From the listing below, pull each line that includes "Quadratic".

•••

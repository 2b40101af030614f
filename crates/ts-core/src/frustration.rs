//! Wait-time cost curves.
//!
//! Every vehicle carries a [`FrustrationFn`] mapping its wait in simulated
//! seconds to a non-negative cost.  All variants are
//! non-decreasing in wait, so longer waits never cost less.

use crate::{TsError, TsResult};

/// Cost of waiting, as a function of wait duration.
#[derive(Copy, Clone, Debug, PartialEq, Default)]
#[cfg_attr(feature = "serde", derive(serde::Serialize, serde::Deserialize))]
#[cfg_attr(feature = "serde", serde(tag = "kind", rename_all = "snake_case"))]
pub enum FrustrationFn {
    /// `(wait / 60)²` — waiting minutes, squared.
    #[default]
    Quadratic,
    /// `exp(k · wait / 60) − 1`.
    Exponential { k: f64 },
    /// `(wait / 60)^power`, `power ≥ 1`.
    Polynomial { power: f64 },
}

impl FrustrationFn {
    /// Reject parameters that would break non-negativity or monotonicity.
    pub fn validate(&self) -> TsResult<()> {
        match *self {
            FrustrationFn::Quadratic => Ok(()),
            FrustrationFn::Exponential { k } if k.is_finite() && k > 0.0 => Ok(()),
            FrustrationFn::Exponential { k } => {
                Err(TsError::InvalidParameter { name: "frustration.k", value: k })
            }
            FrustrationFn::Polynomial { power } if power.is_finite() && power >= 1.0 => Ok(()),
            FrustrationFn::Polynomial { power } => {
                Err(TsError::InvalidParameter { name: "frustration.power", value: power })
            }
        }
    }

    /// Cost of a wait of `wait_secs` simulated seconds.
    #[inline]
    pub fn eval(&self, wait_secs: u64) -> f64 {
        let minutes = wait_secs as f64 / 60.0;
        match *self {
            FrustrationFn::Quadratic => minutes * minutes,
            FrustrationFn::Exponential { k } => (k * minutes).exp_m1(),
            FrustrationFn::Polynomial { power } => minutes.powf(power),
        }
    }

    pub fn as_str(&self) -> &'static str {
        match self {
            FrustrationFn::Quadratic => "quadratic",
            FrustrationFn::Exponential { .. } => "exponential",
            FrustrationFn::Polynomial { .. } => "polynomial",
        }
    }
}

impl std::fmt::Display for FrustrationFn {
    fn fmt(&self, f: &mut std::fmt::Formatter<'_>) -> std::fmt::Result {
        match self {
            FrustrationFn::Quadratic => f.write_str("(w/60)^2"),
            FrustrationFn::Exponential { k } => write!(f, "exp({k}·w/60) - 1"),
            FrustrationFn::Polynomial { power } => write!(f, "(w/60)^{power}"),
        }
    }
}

•••

- _Task answer_:
    Quadratic,
            FrustrationFn::Quadratic => Ok(()),
            FrustrationFn::Quadratic => minutes * minutes,
            FrustrationFn::Quadratic => "quadratic",
            FrustrationFn::Quadratic => f.write_str("(w/60)^2"),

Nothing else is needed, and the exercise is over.